Twisty Cheesy Breadsticks

Recently, I posted a recipe for Chicken Rolls. I had leftover dough, and this is what I came up with. I had seen it in a cookbook before, but instead of using the dough they recommend, I tried the leftover dough. It turned out great. I always love to have bread as a side for meals, and this fits the bill perfectly.














By the way, if any of you see Cinderella, tell her that her missing slipper is in my kitchen. (Look in the upper left corner of the picture). :)

Twisty Cheesy Breasticks:

Left-over dough from Chicken Rolls or frozen dough
1/2 c softened butter
1/2 t each parsley, oregano, thyme
1/4 t garlic powder and onion powder
1/2 c mozzarella cheese
1/4 c Parmesan cheese




Preheat the oven to 375. Roll out the dough into a 12 inch square. Combine the butter and seasoning in a small bowl. Brush it on the dough.













Sprinkle the mozzarella and Parmesan cheese onto the dough. Fold it into thirds.















I used a pizza cutter to cut off the ends that were rounded. Then, use the pizza cutter to cut 1 inch thick segments. I ended up with 11 since I cut off the ends.














Take one of the pieces, stretch it out a little bit and twist it. I twisted mine about two or three times. Some cheese will fall out and become a casualty, but most should stay in there. Put them on a greased cookie sheet about two inches apart.

Bake them for 12 minutes or until golden brown.

I thought they were pretty good with the leftover dough, but frozen Rhodes dough would work as well. Just thaw it until you can roll it out into the 12 inch square.

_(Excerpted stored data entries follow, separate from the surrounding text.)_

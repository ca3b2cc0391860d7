//! Admin role guard.
//!
//! Every admin endpoint calls [`admin_guard`] before touching any data.

use actix_web::HttpResponse;

use crate::{auth_middleware::AuthMiddleware, models::Role};

/// Whether the caller holds the admin role.
pub fn is_admin(user: &AuthMiddleware) -> bool {
    user.role == Role::Admin
}

/// Returns `Err` with a ready 403 response for non-admins.
///
/// ```ignore
/// if let Err(resp) = admin_guard(&user) {
///     return Ok(resp);
/// }
/// ```
pub fn admin_guard(user: &AuthMiddleware) -> Result<(), HttpResponse> {
    if is_admin(user) {
        Ok(())
    } else {
        tracing::warn!(user_id = %user.id, "Admin route denied");
        Err(HttpResponse::Forbidden().json(serde_json::json!({"error": "Admin access required"})))
    }
}

#[cfg(test)]
mod tests {
    use super::*;
    use crate::auth_middleware::UserContext;
    use uuid::Uuid;

    fn caller(role: Role) -> AuthMiddleware {
        AuthMiddleware(UserContext {
            id: Uuid::new_v4(),
            email: "someone@example.com".into(),
            name: "Someone".into(),
            role,
        })
    }

    #[test]
    fn only_admins_pass() {
        assert!(admin_guard(&caller(Role::Admin)).is_ok());

        let denied = admin_guard(&caller(Role::User)).unwrap_err();
        assert_eq!(denied.status(), 403);
        assert!(!is_admin(&caller(Role::User)));
    }
}
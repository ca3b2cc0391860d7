//! Image upload and local image serving.
//!
//! Uploads are raw request bodies (`Content-Type: image/*`), not multipart.

use actix_web::{
    HttpRequest, HttpResponse,
    http::header::{CACHE_CONTROL, CONTENT_TYPE},
    web,
};
use serde::Serialize;

use crate::{
    AppState,
    auth_middleware::AuthMiddleware,
    error::{ApiError, ApiResult},
    services::{MAX_IMAGE_BYTES, new_key, validate_image},
};

#[derive(Debug, Serialize)]
pub struct UploadResponse {
    pub url: String,
    pub key: String,
}

/// `POST /api/uploads`
#[tracing::instrument(skip(user, data, req, body), fields(user_id = %user.id, size = body.len()))]
pub async fn upload_image(
    user: AuthMiddleware,
    data: web::Data<AppState>,
    req: HttpRequest,
    body: web::Bytes,
) -> ApiResult<HttpResponse> {
    let content_type = req
        .headers()
        .get(CONTENT_TYPE)
        .and_then(|v| v.to_str().ok())
        .unwrap_or("");

    let kind = validate_image(content_type, &body)?;
    let key = new_key(&kind);
    let url = data.images.put(&key, &body, &kind).await?;

    tracing::info!(key = %key, mime = kind.mime, "Image uploaded");
    Ok(HttpResponse::Created().json(UploadResponse { url, key }))
}

/// `GET /api/uploads/{key}`
pub async fn get_image(
    data: web::Data<AppState>,
    path: web::Path<String>,
) -> ApiResult<HttpResponse> {
    let key = path.into_inner();
    let (bytes, mime) = data
        .images
        .get(&key)
        .await?
        .ok_or_else(|| ApiError::not_found("Image not found"))?;

    Ok(HttpResponse::Ok()
        .content_type(mime)
        .insert_header((CACHE_CONTROL, "public, max-age=31536000, immutable"))
        .body(bytes))
}

/// Registers `/api/uploads/*`. The payload limit sits just above the image
/// cap so oversized images get a JSON 413 from validation.
pub fn configure_upload_routes(cfg: &mut web::ServiceConfig) {
    cfg.service(
        web::scope("/api/uploads")
            .app_data(web::PayloadConfig::new(MAX_IMAGE_BYTES + 64 * 1024))
            .route("", web::post().to(upload_image))
            .route("/{key}", web::get().to(get_image)),
    );
}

This recipe was adapted from "Taste of Home 50th Anniversary Cookbook." Have I mentioned that I love Taste of Home? I honestly think it has made a gazillion (yes, that's a number) times better as a cook. If you don't have any cookbooks or use hamburger helper, go out and buy the maroon Taste of Home binder/cookbook. One of the best cookbooks I own, and I own quite a few. :)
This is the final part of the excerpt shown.